Because of the vanishing commutators above, the Hamiltonian is block diagonal, i.e., we can find a complete set of eigenfunctions $\ket{\Psi_k;S_z,P}$ of $\hat{H}$ such that
\begin{align*}
  \hat{H}\ket{\Psi_k;S_z,P} &= E_{k,S_z,P} \ket{\Psi_k;S_z,P} \\
  \hat{P}\ket{\Psi_k;S_z,P} &= S_z \ket{\Psi_k;S_z,P} \\
  \hat{S}_z\ket{\Psi_k;S_z,P} &= P \ket{\Psi_k;S_z,P}
\end{align*}    

We henceforth focus on the case $N=4$ and $S_z = 0$, $P=2$, and $M=4$ levels. Thus, we seek eigenfunctions $\ket{\Psi_k} \equiv \ket{\Psi_k;0,2}$ and eigenvalues $E_k \equiv E_{k,S_z,P}$. We set $\xi = 1$ in the rest of the project. 
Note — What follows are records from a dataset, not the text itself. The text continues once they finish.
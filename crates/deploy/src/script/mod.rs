//! Simulated execution of deployment procedures.
//!
//! A [`ScriptHost`] runs a named procedure against its own simulated ledger and reports the
//! procedure's output together with the transactions that would reproduce its effects on L1.

use std::future::Future;

use alloy_core::primitives::Address;
use anyhow::{Context, Result};
use serde::{Serialize, de::DeserializeOwned};
use serde_json::Value;

use crate::broadcaster::UnsignedTx;

mod command;
pub use command::{CommandScriptHost, ScriptCommand};

/// What a procedure produced.
#[derive(Debug, Clone, PartialEq, Eq)]
pub struct ScriptResult {
    pub output: Value,
    pub transactions: Vec<UnsignedTx>,
}

/// Runs deployment procedures against a simulated ledger.
pub trait ScriptHost: Send {
    /// Align the simulated nonce of `address` with the real ledger.
    fn set_nonce(
        &mut self,
        address: Address,
        nonce: u64,
    ) -> impl Future<Output = Result<()>> + Send + '_;

    fn execute<'a>(
        &'a mut self,
        procedure: &'a str,
        input: Value,
    ) -> impl Future<Output = Result<ScriptResult>> + Send + 'a;

    /// Allocations of the simulated ledger.
    fn dump_state(&mut self) -> impl Future<Output = Result<Value>> + Send + '_;
}

/// A typed deployment procedure.
pub trait Procedure {
    const NAME: &'static str;
    type Input: Serialize + Send + Sync;
    type Output: Serialize + DeserializeOwned + Send;
}

/// Run `P` on `host`, decoding its output.
pub async fn invoke<P: Procedure, H: ScriptHost>(
    host: &mut H,
    input: &P::Input,
) -> Result<(P::Output, Vec<UnsignedTx>)> {
    let input = serde_json::to_value(input)
        .with_context(|| format!("Failed to encode {} input", P::NAME))?;
    tracing::debug!(procedure = P::NAME, %input, "Executing procedure");

    let ScriptResult {
        output,
        transactions,
    } = host
        .execute(P::NAME, input)
        .await
        .with_context(|| format!("{} failed", P::NAME))?;

    let output = serde_json::from_value(output)
        .with_context(|| format!("Invalid {} output", P::NAME))?;
    tracing::debug!(
        procedure = P::NAME,
        transactions = transactions.len(),
        "Procedure complete"
    );
    Ok((output, transactions))
}
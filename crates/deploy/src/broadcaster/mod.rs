//! Transaction submission.
//!
//! A [`Broadcaster`] takes the unsigned transactions produced by one stage and reports one
//! [`BroadcastResult`] per transaction. A batch in which any transaction failed is returned as a
//! [`BroadcastFailure`] error carrying every result.

use std::future::Future;

use alloy_core::primitives::{Address, B256, Bytes, U256};
use anyhow::Result;
use serde::{Deserialize, Serialize};

use crate::{ledger::Receipt, state::BlockRef};

mod keyed;
mod tx;

pub use keyed::{BroadcasterConfig, KeyedBroadcaster};
pub use tx::{Eip1559Tx, SignedTx};

/// A call destined for the L1 ledger.
#[derive(Debug, Clone, Default, PartialEq, Eq, Serialize, Deserialize)]
#[serde(rename_all = "camelCase")]
pub struct UnsignedTx {
    /// `None` creates a contract.
    #[serde(default)]
    pub to: Option<Address>,
    #[serde(default)]
    pub data: Bytes,
    #[serde(default)]
    pub value: U256,
    /// Gas limit; estimated by the broadcaster when absent.
    #[serde(default, skip_serializing_if = "Option::is_none")]
    pub gas_limit: Option<u64>,
}

/// Outcome of one transaction in a batch.
#[derive(Debug, Clone, PartialEq, Eq)]
pub struct BroadcastResult {
    pub tx: UnsignedTx,
    /// The nonce the transaction was signed with, or would have been.
    pub nonce: u64,
    /// Zero when the transaction never reached the ledger.
    pub tx_hash: B256,
    pub receipt: Option<Receipt>,
    pub error: Option<String>,
}

impl BroadcastResult {
    pub fn is_success(&self) -> bool {
        self.error.is_none()
    }
}

/// A batch with at least one failed transaction.
#[derive(Debug, Clone, PartialEq, Eq)]
pub struct BroadcastFailure {
    pub results: Vec<BroadcastResult>,
}

impl BroadcastFailure {
    pub fn failed(&self) -> impl Iterator<Item = &BroadcastResult> {
        self.results.iter().filter(|result| !result.is_success())
    }
}

impl std::fmt::Display for BroadcastFailure {
    fn fmt(&self, f: &mut std::fmt::Formatter<'_>) -> std::fmt::Result {
        let failed: Vec<_> = self.failed().collect();
        write!(
            f,
            "{} of {} transactions failed",
            failed.len(),
            self.results.len()
        )?;
        if let Some(first) = failed.first() {
            write!(
                f,
                " (nonce {}: {})",
                first.nonce,
                first.error.as_deref().unwrap_or("unknown error")
            )?;
        }
        Ok(())
    }
}

impl std::error::Error for BroadcastFailure {}

/// Signs and submits transactions under one nonce sequence.
pub trait Broadcaster: Send {
    /// Add transactions to the pending batch.
    fn queue(&mut self, txs: Vec<UnsignedTx>);

    /// Send every queued transaction, in queue order, and wait for their receipts.
    fn broadcast(&mut self) -> impl Future<Output = Result<Vec<BroadcastResult>>> + Send + '_;

    /// Queue `txs` and broadcast them.
    fn submit(
        &mut self,
        txs: Vec<UnsignedTx>,
    ) -> impl Future<Output = Result<Vec<BroadcastResult>>> + Send + '_ {
        self.queue(txs);
        self.broadcast()
    }

    /// Current head of the ledger, when the broadcaster talks to one.
    fn l1_head(&self) -> impl Future<Output = Result<Option<BlockRef>>> + Send + '_;
}

/// Records transactions without sending them. Used when only the simulated ledger matters.
#[derive(Debug, Default, Clone)]
pub struct DiscardBroadcaster {
    queue: Vec<UnsignedTx>,
    discarded: Vec<UnsignedTx>,
}

impl DiscardBroadcaster {
    pub fn new() -> Self {
        Self::default()
    }

    /// Everything broadcast so far.
    pub fn discarded(&self) -> &[UnsignedTx] {
        &self.discarded
    }
}

impl Broadcaster for DiscardBroadcaster {
    fn queue(&mut self, txs: Vec<UnsignedTx>) {
        self.queue.extend(txs);
    }

    async fn broadcast(&mut self) -> Result<Vec<BroadcastResult>> {
        let start = self.discarded.len() as u64;
        let batch = std::mem::take(&mut self.queue);
        tracing::debug!(count = batch.len(), "Discarding transactions");

        let results = batch
            .iter()
            .enumerate()
            .map(|(index, tx)| BroadcastResult {
                tx: tx.clone(),
                nonce: start + index as u64,
                tx_hash: B256::ZERO,
                receipt: None,
                error: None,
            })
            .collect();
        self.discarded.extend(batch);
        Ok(results)
    }

    async fn l1_head(&self) -> Result<Option<BlockRef>> {
        Ok(None)
    }
}
//! opchain-deploy - Reconciling deployment pipeline for OP Stack superchains.
//!
//! This crate compares a declarative [`Intent`] with the recorded [`State`] of a deployment,
//! runs the outstanding deployment procedures on a [`ScriptHost`], broadcasts the resulting
//! transactions and persists the updated state after every stage.

pub mod artifacts;
pub mod bootstrap;
pub mod broadcaster;
pub mod deploy_config;
mod deployer;
pub mod intent;
pub mod ledger;
mod output;
pub mod pipeline;
pub mod procedures;
mod rpc;
pub mod script;
pub mod standard;
pub mod state;
pub mod store;

pub use artifacts::{ArtifactSource, HttpArtifactSource, Locator};
pub use broadcaster::{
    BroadcastFailure, BroadcastResult, Broadcaster, BroadcasterConfig, DiscardBroadcaster,
    KeyedBroadcaster, UnsignedTx,
};
pub use deployer::{
    ApplyOptions, GENESIS_SENDER, LiveSession, SessionPipeline, apply_pipeline, parse_private_key,
};
pub use intent::{ChainIntent, DeploymentStrategy, Intent};
pub use ledger::{LedgerClient, RpcLedgerClient};
pub use output::OutputSink;
pub use pipeline::{ApplyReport, Pipeline, StageFailure, StageKind};
pub use script::{CommandScriptHost, ScriptCommand, ScriptHost};
pub use standard::StandardConfig;
pub use state::{ChainState, State, StateDelta};
pub use store::{FileStateStore, NoopStateStore, StateStore, Workdir};
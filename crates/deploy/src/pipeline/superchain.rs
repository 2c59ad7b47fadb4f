//! Stages shared by every chain of a deployment.

use alloy_core::primitives::{Address, B256};
use anyhow::{Context, Result};

use super::stages::{StageOutcome, adopts_standard_superchain};
use crate::{
    deploy_config::override_implementations_input,
    intent::Intent,
    procedures::{
        DEV_RELEASE, DeployImplementations, DeployImplementationsInput, DeploySuperchain,
        DeploySuperchainInput,
    },
    script::{ScriptHost, invoke},
    standard::{self, L1Versions, StandardConfig},
    state::{ImplementationsDeployment, State, StateDelta, SuperchainDeployment},
};

/// Pick the CREATE2 salt and, on standard networks, adopt the existing superchain.
pub(super) fn init(intent: &Intent, state: &State, standard: &StandardConfig) -> Result<StageOutcome> {
    let mut outcome = StageOutcome::default();

    if state.create2_salt.is_zero() {
        let salt = B256::from(rand::random::<[u8; 32]>());
        tracing::debug!(%salt, "Generated CREATE2 salt");
        outcome.deltas.push(StateDelta::Create2Salt(salt));
    }

    if adopts_standard_superchain(intent, standard) {
        let tag = intent
            .l1_contracts_locator
            .tag()
            .context("standard superchain requires a tagged L1 locator")?;
        let chain = standard.chain(intent.l1_chain_id)?;
        let (superchain, versions) = standard.config_for(intent.l1_chain_id, tag)?;

        tracing::info!(
            network = %chain.name,
            tag,
            "Adopting the standard superchain deployment"
        );

        outcome.deltas.push(StateDelta::Superchain(SuperchainDeployment {
            proxy_admin_address: chain.manager_owner,
            superchain_config_proxy_address: superchain.superchain_config_proxy,
            protocol_versions_proxy_address: superchain.protocol_versions_proxy,
            ..Default::default()
        }));
        outcome
            .deltas
            .push(StateDelta::Implementations(adopted_implementations(
                chain.manager_impl,
                versions,
            )));
    }

    Ok(outcome)
}

fn deployed_at(versions: &L1Versions, contract: &str) -> Address {
    versions
        .get(contract)
        .and_then(|version| version.implementation_address.or(version.address))
        .unwrap_or_default()
}

fn adopted_implementations(opcm: Address, versions: &L1Versions) -> ImplementationsDeployment {
    ImplementationsDeployment {
        opcm_address: opcm,
        delayed_weth_impl_address: deployed_at(versions, "delayed_weth"),
        optimism_portal_impl_address: deployed_at(versions, "optimism_portal"),
        preimage_oracle_singleton_address: deployed_at(versions, "preimage_oracle"),
        mips_singleton_address: deployed_at(versions, "mips"),
        system_config_impl_address: deployed_at(versions, "system_config"),
        l1_cross_domain_messenger_impl_address: deployed_at(versions, "l1_cross_domain_messenger"),
        l1_erc721_bridge_impl_address: deployed_at(versions, "l1_erc721_bridge"),
        l1_standard_bridge_impl_address: deployed_at(versions, "l1_standard_bridge"),
        optimism_mintable_erc20_factory_impl_address: deployed_at(
            versions,
            "optimism_mintable_erc20_factory",
        ),
        dispute_game_factory_impl_address: deployed_at(versions, "dispute_game_factory"),
    }
}

pub(super) async fn deploy_superchain<H: ScriptHost>(
    host: &mut H,
    intent: &Intent,
) -> Result<StageOutcome> {
    let roles = &intent.superchain_roles;
    let input = DeploySuperchainInput {
        proxy_admin_owner: roles.proxy_admin_owner,
        protocol_versions_owner: roles.protocol_versions_owner,
        guardian: roles.guardian,
        paused: false,
    };

    let (deployment, transactions) = invoke::<DeploySuperchain, _>(host, &input).await?;
    tracing::info!(
        proxy_admin = %deployment.proxy_admin_address,
        superchain_config = %deployment.superchain_config_proxy_address,
        protocol_versions = %deployment.protocol_versions_proxy_address,
        "Superchain deployed"
    );
    Ok(StageOutcome::new(StateDelta::Superchain(deployment), transactions))
}

/// Release name handed to procedures for the L1 artifacts in use.
pub(super) fn l1_release(intent: &Intent) -> String {
    intent
        .l1_contracts_locator
        .tag()
        .unwrap_or(DEV_RELEASE)
        .to_string()
}

/// The version manifest scripts check deployments against; empty off the standard networks.
pub(super) fn standard_versions_toml(intent: &Intent, standard: &StandardConfig) -> Result<String> {
    if !standard.is_supported(intent.l1_chain_id) {
        return Ok(String::new());
    }
    standard.chain(intent.l1_chain_id)?.versions_toml()
}

pub(super) async fn deploy_implementations<H: ScriptHost>(
    host: &mut H,
    intent: &Intent,
    state: &State,
    standard: &StandardConfig,
) -> Result<StageOutcome> {
    let superchain = state
        .superchain_deployment
        .as_ref()
        .context("superchain must be deployed before implementations")?;

    let input = DeployImplementationsInput {
        salt: state.create2_salt,
        withdrawal_delay_seconds: standard::WITHDRAWAL_DELAY_SECONDS,
        min_proposal_size_bytes: standard::MIN_PROPOSAL_SIZE_BYTES,
        challenge_period_seconds: standard::CHALLENGE_PERIOD_SECONDS,
        proof_maturity_delay_seconds: standard::PROOF_MATURITY_DELAY_SECONDS,
        dispute_game_finality_delay_seconds: standard::DISPUTE_GAME_FINALITY_DELAY_SECONDS,
        mips_version: standard::MIPS_VERSION,
        release: l1_release(intent),
        superchain_config_proxy: superchain.superchain_config_proxy_address,
        protocol_versions_proxy: superchain.protocol_versions_proxy_address,
        superchain_proxy_admin: superchain.proxy_admin_address,
        standard_versions_toml: standard_versions_toml(intent, standard)?,
        use_interop: intent.use_interop,
    };
    let input = override_implementations_input(input, &intent.global_deploy_overrides)?;

    let (deployment, transactions) = invoke::<DeployImplementations, _>(host, &input).await?;
    tracing::info!(opcm = %deployment.opcm_address, "Implementations deployed");
    Ok(StageOutcome::new(
        StateDelta::Implementations(deployment),
        transactions,
    ))
}

#[cfg(test)]
mod tests {
    use super::*;
    use crate::artifacts::Locator;

    #[test]
    fn test_init_generates_salt_once() {
        let standard = StandardConfig::load().unwrap();
        let intent = Intent::template(900, &[10], Address::repeat_byte(0x11));

        let outcome = init(&intent, &State::default(), &standard).unwrap();
        assert!(outcome.transactions.is_empty());
        assert!(matches!(
            outcome.deltas.as_slice(),
            [StateDelta::Create2Salt(salt)] if !salt.is_zero()
        ));

        let mut state = State::default();
        state.create2_salt = B256::repeat_byte(7);
        let outcome = init(&intent, &state, &standard).unwrap();
        assert!(outcome.deltas.is_empty());
    }

    #[test]
    fn test_init_adopts_standard_superchain() {
        let standard = StandardConfig::load().unwrap();
        let intent = Intent::template(1, &[10], Address::repeat_byte(0x11));
        let chain = standard.chain(1).unwrap();

        let mut state = State::default();
        for delta in init(&intent, &State::default(), &standard).unwrap().deltas {
            state.merge(delta).unwrap();
        }

        let superchain = state.superchain_deployment.unwrap();
        assert_eq!(superchain.proxy_admin_address, chain.manager_owner);
        assert_eq!(
            superchain.superchain_config_proxy_address,
            chain.superchain.superchain_config_proxy
        );
        let implementations = state.implementations_deployment.unwrap();
        assert_eq!(implementations.opcm_address, chain.manager_impl);
        assert!(!implementations.optimism_portal_impl_address.is_zero());
        assert!(!implementations.mips_singleton_address.is_zero());
    }

    #[test]
    fn test_release_name() {
        let mut intent = Intent::template(900, &[10], Address::repeat_byte(0x11));
        assert_eq!(l1_release(&intent), standard::DEFAULT_L1_CONTRACTS_TAG);
        intent.l1_contracts_locator = Locator::File("/tmp/artifacts".into());
        assert_eq!(l1_release(&intent), DEV_RELEASE);
    }
}
//! Network-specific constants for the standard superchain deployments.
//!
//! The tables are embedded at build time and parsed once by [`StandardConfig::load`]. The
//! resulting value is passed by reference to everything that needs it.

use std::collections::{BTreeMap, HashMap};

use alloy_core::primitives::{Address, B256, b256};
use anyhow::{Context, Result};
use serde::{Deserialize, Serialize};
use url::Url;

const TAGS_TOML: &str = include_str!("tags.toml");
const MAINNET_TOML: &str = include_str!("mainnet.toml");
const SEPOLIA_TOML: &str = include_str!("sepolia.toml");

pub const GAS_LIMIT: u64 = 60_000_000;
pub const BASEFEE_SCALAR: u32 = 1368;
pub const BLOB_BASE_FEE_SCALAR: u32 = 801949;
pub const WITHDRAWAL_DELAY_SECONDS: u64 = 604800;
pub const MIN_PROPOSAL_SIZE_BYTES: u64 = 126000;
pub const CHALLENGE_PERIOD_SECONDS: u64 = 86400;
pub const PROOF_MATURITY_DELAY_SECONDS: u64 = 604800;
pub const DISPUTE_GAME_FINALITY_DELAY_SECONDS: u64 = 302400;
pub const MIPS_VERSION: u64 = 1;
pub const DISPUTE_GAME_TYPE: u32 = 1;
pub const DISPUTE_MAX_GAME_DEPTH: u64 = 73;
pub const DISPUTE_SPLIT_DEPTH: u64 = 30;
pub const DISPUTE_CLOCK_EXTENSION: u64 = 10800;
pub const DISPUTE_MAX_CLOCK_DURATION: u64 = 302400;
pub const DISPUTE_ABSOLUTE_PRESTATE: B256 =
    b256!("038512e02c4c3f7bdaec27d00edf55b7155e0905301e1a88083e4e0a6764d54c");

pub const EIP1559_DENOMINATOR: u64 = 50;
pub const EIP1559_DENOMINATOR_CANYON: u64 = 250;
pub const EIP1559_ELASTICITY: u64 = 6;

/// Release tag used for L1 contracts when an intent does not choose one.
pub const DEFAULT_L1_CONTRACTS_TAG: &str = "op-contracts/v1.6.0";
/// Release tag used for L2 contracts when an intent does not choose one.
pub const DEFAULT_L2_CONTRACTS_TAG: &str = "op-contracts/v1.7.0-beta.1+l2-contracts";

const ARTIFACTS_URL_BASE: &str = "https://storage.googleapis.com/oplabs-contract-artifacts";

/// Raised for L1 chain ids with no standard deployment.
#[derive(Debug, Clone, Copy, PartialEq, Eq, derive_more::Display)]
#[display("unsupported L1 chain ID: {_0}")]
pub struct UnsupportedChain(pub u64);

impl std::error::Error for UnsupportedChain {}

/// The L1 networks with a standard superchain.
#[derive(
    Debug, Clone, Copy, PartialEq, Eq, Hash, strum::Display, strum::EnumString, strum::EnumIter,
)]
#[strum(serialize_all = "kebab-case")]
pub enum L1Network {
    Mainnet,
    Sepolia,
}

impl L1Network {
    pub fn chain_id(self) -> u64 {
        match self {
            Self::Mainnet => 1,
            Self::Sepolia => 11155111,
        }
    }

    fn manifest(self) -> &'static str {
        match self {
            Self::Mainnet => MAINNET_TOML,
            Self::Sepolia => SEPOLIA_TOML,
        }
    }
}

/// Prebuilt artifacts for one release tag.
#[derive(Debug, Clone, PartialEq, Eq, Deserialize)]
pub struct TaggedRelease {
    /// Source commit the artifacts were built from.
    pub commit: String,
    /// Checksum embedded in the artifact bundle's file name.
    pub artifacts_checksum: B256,
    /// SHA-256 of the downloaded bundle.
    pub artifacts_hash: B256,
}

impl TaggedRelease {
    pub fn artifacts_url(&self) -> Result<Url> {
        let url = format!(
            "{}/artifacts-v1-{}.tar.gz",
            ARTIFACTS_URL_BASE,
            hex::encode(self.artifacts_checksum)
        );
        Url::parse(&url).context("Failed to build artifacts URL")
    }
}

#[derive(Debug, Deserialize)]
struct TagTable {
    tags: BTreeMap<String, TaggedRelease>,
}

/// Addresses of the shared superchain contracts on one L1 network.
#[derive(Debug, Clone, PartialEq, Eq, Serialize, Deserialize)]
pub struct SuperchainAddresses {
    pub superchain_config_proxy: Address,
    pub protocol_versions_proxy: Address,
}

/// One contract entry in a release's version manifest.
#[derive(Debug, Clone, PartialEq, Eq, Serialize, Deserialize)]
pub struct ContractVersion {
    pub version: String,
    #[serde(default, skip_serializing_if = "Option::is_none")]
    pub implementation_address: Option<Address>,
    #[serde(default, skip_serializing_if = "Option::is_none")]
    pub address: Option<Address>,
}

/// Version manifest of one release, keyed by contract name.
pub type L1Versions = BTreeMap<String, ContractVersion>;

/// Everything known about the standard deployment on one L1 network.
#[derive(Debug, Clone, PartialEq, Eq, Deserialize)]
pub struct StandardChain {
    pub chain_id: u64,
    pub name: String,
    /// Deployed contracts manager implementation.
    pub manager_impl: Address,
    /// Owner of the superchain proxy admin.
    pub manager_owner: Address,
    /// Default owner of system contracts.
    pub system_owner: Address,
    pub superchain: SuperchainAddresses,
    pub releases: BTreeMap<String, L1Versions>,
}

#[derive(Serialize)]
struct ReleasesDocument<'a> {
    releases: &'a BTreeMap<String, L1Versions>,
}

impl StandardChain {
    /// The version manifest for `tag`.
    pub fn versions(&self, tag: &str) -> Result<&L1Versions> {
        self.releases
            .get(tag)
            .with_context(|| format!("no {} release manifest for tag {}", self.name, tag))
    }

    /// The release manifests in the TOML layout consumed by deployment scripts.
    pub fn versions_toml(&self) -> Result<String> {
        toml::to_string(&ReleasesDocument {
            releases: &self.releases,
        })
        .context("Failed to serialize release manifest")
    }
}

/// Read-only lookup of the standard superchain constants.
#[derive(Debug, Clone)]
pub struct StandardConfig {
    chains: HashMap<u64, StandardChain>,
    tags: BTreeMap<String, TaggedRelease>,
}

impl StandardConfig {
    /// Parse and validate the embedded tables.
    pub fn load() -> Result<Self> {
        let TagTable { tags } =
            toml::from_str(TAGS_TOML).context("Failed to parse standard release tags")?;

        let mut chains = HashMap::new();
        for network in <L1Network as strum::IntoEnumIterator>::iter() {
            let chain: StandardChain = toml::from_str(network.manifest())
                .with_context(|| format!("Failed to parse standard config for {}", network))?;
            if chain.chain_id != network.chain_id() {
                anyhow::bail!(
                    "standard config for {} declares chain ID {}, expected {}",
                    network,
                    chain.chain_id,
                    network.chain_id()
                );
            }
            for tag in chain.releases.keys() {
                if !tags.contains_key(tag) {
                    anyhow::bail!("standard config for {} references unknown tag {}", network, tag);
                }
            }
            chains.insert(chain.chain_id, chain);
        }

        tracing::debug!(
            chains = chains.len(),
            tags = tags.len(),
            "Standard config loaded"
        );

        Ok(Self { chains, tags })
    }

    /// Whether `l1_chain_id` has a standard deployment.
    pub fn is_supported(&self, l1_chain_id: u64) -> bool {
        self.chains.contains_key(&l1_chain_id)
    }

    /// Standard deployment on `l1_chain_id`, or [`UnsupportedChain`].
    pub fn chain(&self, l1_chain_id: u64) -> Result<&StandardChain> {
        self.chains
            .get(&l1_chain_id)
            .ok_or(UnsupportedChain(l1_chain_id))
            .map_err(anyhow::Error::from)
    }

    /// Superchain addresses and the version manifest for `tag` on `l1_chain_id`.
    pub fn config_for(
        &self,
        l1_chain_id: u64,
        tag: &str,
    ) -> Result<(&SuperchainAddresses, &L1Versions)> {
        let chain = self.chain(l1_chain_id)?;
        Ok((&chain.superchain, chain.versions(tag)?))
    }

    /// Artifact metadata for a release tag.
    pub fn tag(&self, tag: &str) -> Result<&TaggedRelease> {
        self.tags
            .get(tag)
            .with_context(|| format!("unknown contracts release tag: {}", tag))
    }

    pub fn tags(&self) -> impl Iterator<Item = &str> {
        self.tags.keys().map(String::as_str)
    }
}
\begin{enumerate}[label=\emph{\alph*})]\setcounter{enumi}{3}
\item
  Show that
  \[ [\hat{P}_p, \hat{P}^\dag_q] = \delta_{pq}(1 - \hat{n}_q). \]
\item
  Show that $\hat{P}\ket{\Phi} = 2\ket{\Phi}$, and that $\hat{S}_z\ket{\Phi} = 0\ket{\Phi}$.
\item
  Explain why the following set of Slater determinants form a basis for the subspace of Hilbert space with $S_z=0$, $P=2$:
  \begin{equation*}
    \ket{p\bar{p}q\bar{q}} \equiv P^\dag_p P^\dag_q \ket{-}, \quad 1 \leq p<q \leq M.
  \end{equation*}
  Here, $\bar{p}$ indicates the state $p-$, while $p$ indicates the state $p+$.
  In a similar manner as in Fig.~1, draw spin-orbital diagrams for $M=4$ and label properly. Draw all the basis states. (See the \LaTeX~source for this document for the code for Fig.~1.) What is the dimension of the subspace (for arbitrary $M$)?
\item
  In a similar manner as Fig.~1, draw spin-orbital diagrams of the basis functions for the subspace $S_z=0$ and $P=0$, $M=4$. (We will not have use for these functions later.) 
\item
Show that you can rewrite the Hamiltonian (with $\xi=1$) as
\[
\hat{H}=\sum_{p}(p-1) \hat{n}_p
-\frac{1}{2}g\left(\sum_{p=1}^4 \hat{P}^\dag_p \right) \left(\sum_{q=1}^4 \hat{P}_q \right).
\]
\end{enumerate}

  We now attack the exact diagonalization (or, full configuration-interaction) of our problem. It can be useful to assign to each basis function $\ket{p\bar{p}q\bar{q}}$ an index $I = 1, 2, \cdots$, where $I=1$ corresponds to $\ket{\Phi}$, and where the doubly excited determinant(s) come next, then the quadruply excited determinant(s). 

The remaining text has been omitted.